Keywords: finite-dimensional time model, turnover problem, associated random variables.

In time of focus on precision medicine, and new stage in drug developments, this is a perfect reason for applications of new method based on changes of Cumulative Distribution Function in relation to time change in sampling patterns, in which Multidimensional Time Model for Probability Cumulative Function can be reduced to finite-dimensional time model, which can be characterized by Boolean algebra for operations over events and their probabilities and index set for reduction of infinite dimensional time model to finite number of dimensions of time model considering the fractal-dimensional time that is arising from alike supersymmetrical properties of probability, in the directions of multidimensional data analysis, modeling, and simulation.

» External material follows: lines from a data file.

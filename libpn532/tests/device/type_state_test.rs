#[path = "../common/mod.rs"]
mod common;

use libpn532::config::{DriverConfig, Strictness};
use libpn532::device::{Device, DeviceBuilder};
use libpn532::test_support::{seed_init, SharedMock};
use libpn532::utils::ms;
use libpn532::Error;

#[test]
fn builder_then_initialize() {
    common::helpers::init_logging();
    let mock = SharedMock::new();
    seed_init(&mut mock.borrow_mut());

    let device = DeviceBuilder::new()
        .with_transport(mock.boxed())
        .strictness(Strictness::Strict)
        .command_timeout(ms(250))
        .build_uninitialized()
        .unwrap();
    assert_eq!(device.label(), "[PN532|mock]");
    assert_eq!(device.config().command_timeout, ms(250));

    let _device = device.initialize().unwrap();
    let m = mock.borrow();
    assert_eq!(m.remaining(), 0);
    // GetFirmwareVersion, SAMConfiguration, RFConfiguration(MaxRetries)
    let codes: Vec<u8> = m.sent_frames().iter().map(|f| f.body[0]).collect();
    assert_eq!(codes, vec![0x02, 0x14, 0x32]);
}

#[test]
fn wake_up_precedes_first_command() {
    let mock = SharedMock::new();
    seed_init(&mut mock.borrow_mut());
    Device::new_with_transport(mock.boxed()).initialize().unwrap();

    let m = mock.borrow();
    let wake = &m.sent[0];
    assert!(wake.starts_with(&[0x00; 20]));
    assert!(wake.ends_with(&[0x00, 0x00, 0xFF, 0x00, 0xFF, 0x00]));
}

#[test]
fn retries_left_alone_when_not_disabled() {
    let mock = SharedMock::new();
    {
        let mut m = mock.borrow_mut();
        m.push_exchange(&common::fixtures::firmware_reply());
        m.push_exchange(&[0x15]);
    }
    let config = DriverConfig {
        disable_retries: false,
        ..DriverConfig::default()
    };
    Device::with_config(mock.boxed(), config).initialize().unwrap();
    assert_eq!(mock.borrow().command_count(0x32), 0);
}

#[test]
fn foreign_firmware_is_rejected() {
    let mock = SharedMock::new();
    mock.borrow_mut().push_exchange(&[0x03, 0x31, 0x01, 0x06, 0x07]);

    match Device::new_with_transport(mock.boxed()).initialize() {
        Err(Error::FirmwareMismatch { response }) => assert_eq!(response, "0331010607"),
        Err(e) => panic!("expected FirmwareMismatch, got {:?}", e),
        Ok(_) => panic!("expected FirmwareMismatch, got a device"),
    }
}

#[test]
fn silent_controller_fails_initialization() {
    let mock = SharedMock::new();
    assert!(Device::new_with_transport(mock.boxed()).initialize().is_err());
}

#[test]
fn builder_without_transport() {
    match DeviceBuilder::new().build_uninitialized() {
        Err(Error::DeviceNotFound) => {}
        Err(e) => panic!("expected DeviceNotFound, got {:?}", e),
        Ok(_) => panic!("expected DeviceNotFound, got a device"),
    }
}

#[test]
fn firmware_version_after_init() {
    let (mock, mut dev) = common::helpers::initialized_mock_device().unwrap();
    mock.borrow_mut().push_exchange(&common::fixtures::firmware_reply());
    let fw = dev.firmware_version().unwrap();
    assert!(fw.is_pn532());
    assert_eq!((fw.version, fw.revision), (0x01, 0x06));
}
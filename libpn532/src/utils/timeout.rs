//! Timeout helpers.

use std::time::Duration;

/// Convert milliseconds to Duration.
pub fn ms(ms: u64) -> Duration {
    Duration::from_millis(ms)
}

/// Convert fractional seconds to Duration. Negative or non-finite input
/// yields a zero duration.
pub fn secs(secs: f64) -> Duration {
    Duration::try_from_secs_f64(secs).unwrap_or(Duration::ZERO)
}
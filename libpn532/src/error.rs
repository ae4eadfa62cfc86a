// libpn532-rs/libpn532/src/error.rs
//! Crate error type.

use thiserror::Error;

/// 共通エラー型
///
/// Every fallible operation of the crate returns this.
#[derive(Error, Debug)]
pub enum Error {
    /// No controller or serial port to open
    #[error("device not found")]
    DeviceNotFound,

    /// I/O failure on the transport
    #[error("io error: {0}")]
    Io(#[from] std::io::Error),

    // シリアル実装を後から有効化できるように optional dependency にしている
    /// Serial port failure
    #[cfg(feature = "serial")]
    #[error("serial port error: {0}")]
    Serial(#[from] serialport::Error),

    /// The controller stayed silent where a reply was required
    #[error("no response for command {command:#04x}")]
    NoResponse {
        /// Command code that went unanswered
        command: u8,
    },

    /// A frame or reply is shorter or longer than its layout requires
    #[error("invalid packet length: expected {expected}, got {actual}")]
    InvalidLength {
        /// Length required
        expected: usize,
        /// Length seen
        actual: usize,
    },

    /// LCS or DCS does not close
    #[error("checksum mismatch: expected {expected:#04x}, got {actual:#04x}")]
    ChecksumMismatch {
        /// Checksum computed locally
        expected: u8,
        /// Checksum on the wire
        actual: u8,
    },

    /// Preamble, marker or postamble out of place
    #[error("frame format error: {0}")]
    FrameFormat(String),

    /// The reply did not echo the command code plus one
    #[error("unexpected response code: expected {expected:#04x}, got {actual:#04x}")]
    UnexpectedResponse {
        /// Echo expected
        expected: u8,
        /// Code received
        actual: u8,
    },

    /// GetFirmwareVersion did not identify a PN532
    #[error("firmware mismatch: GetFirmwareVersion returned {response}")]
    FirmwareMismatch {
        /// Raw reply, as hex
        response: String,
    },

    /// The backend or modulation does not provide this operation
    #[error("unsupported operation: {0}")]
    UnsupportedOperation(String),
}

impl Error {
    /// True for errors caused by a response that did not follow the link or
    /// command protocol (echoed code, checksum, marker, framing).
    pub fn is_protocol_violation(&self) -> bool {
        matches!(
            self,
            Self::UnexpectedResponse { .. } | Self::ChecksumMismatch { .. } | Self::FrameFormat(_)
        )
    }

    /// True when the controller did not answer.
    pub fn is_no_response(&self) -> bool {
        matches!(self, Self::NoResponse { .. })
    }

    pub(crate) fn unsupported(operation: &str) -> Self {
        Self::UnsupportedOperation(operation.to_string())
    }
}

/// Result alias used throughout the crate.
pub type Result<T> = std::result::Result<T, Error>;
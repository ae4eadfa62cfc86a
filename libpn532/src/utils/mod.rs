//! Utilities for libpn532: small helpers for hex logging and timeouts.

pub mod hex;
pub mod timeout;

pub use hex::*;
pub use timeout::*;
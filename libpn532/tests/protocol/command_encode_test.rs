use libpn532::protocol::{Command, Frame, Register, RfConfigItem};

#[test]
fn every_command_echoes_code_plus_one() {
    let commands = [
        Command::Diagnose,
        Command::GetFirmwareVersion,
        Command::ReadRegister,
        Command::WriteRegister,
        Command::SamConfiguration,
        Command::RfConfiguration,
        Command::InDataExchange,
        Command::InCommunicateThru,
        Command::InListPassiveTarget,
        Command::TgInitAsTarget,
    ];
    for c in commands {
        assert_eq!(c.response_code(), c.code() + 1, "{:?}", c);
    }
}

#[test]
fn write_register_frame() {
    let [hi, lo] = Register::BitFraming.address_bytes();
    let wire = Frame::encode(Command::WriteRegister.code(), &[hi, lo, 0x00]).unwrap();
    assert_eq!(
        wire,
        vec![0x00, 0x00, 0xFF, 0x05, 0xFB, 0xD4, 0x08, 0x63, 0x3D, 0x00, 0x84, 0x00]
    );
}

#[test]
fn rf_configuration_frame() {
    let wire = Frame::encode(
        Command::RfConfiguration.code(),
        &[RfConfigItem::MaxRetries.code(), 0x00, 0x00, 0x00],
    )
    .unwrap();
    assert_eq!(&wire[3..7], &[0x06, 0xFA, 0xD4, 0x32]);
    let sum = wire[5..wire.len() - 1].iter().fold(0u8, |a, &b| a.wrapping_add(b));
    assert_eq!(sum, 0);
}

The new method that is based on properties of Brownian motion, philosophically based on Erdos- Renyi Law for the prediction and philosophically intended to reach high level of precision. Achieving the goal of precision medicine new method is very important after the challenges posed by both, the availability of big data and complex data structures, including missing and sparse data, and complex dependence structures, such as various DNA analyses, considering, that there are more than 80 million genetic variations are currently counted in the human genome, is changing the scope of analysis of statistical and medical experts from academia, industry and government. These applications could be further extended in view of decision-theoretical approach to risk assessment in evaluation of large amounts of clinical data and analysis for the support of approval of drugs and devices by Pharmaceutical and biotechnology companies that are kept confidential.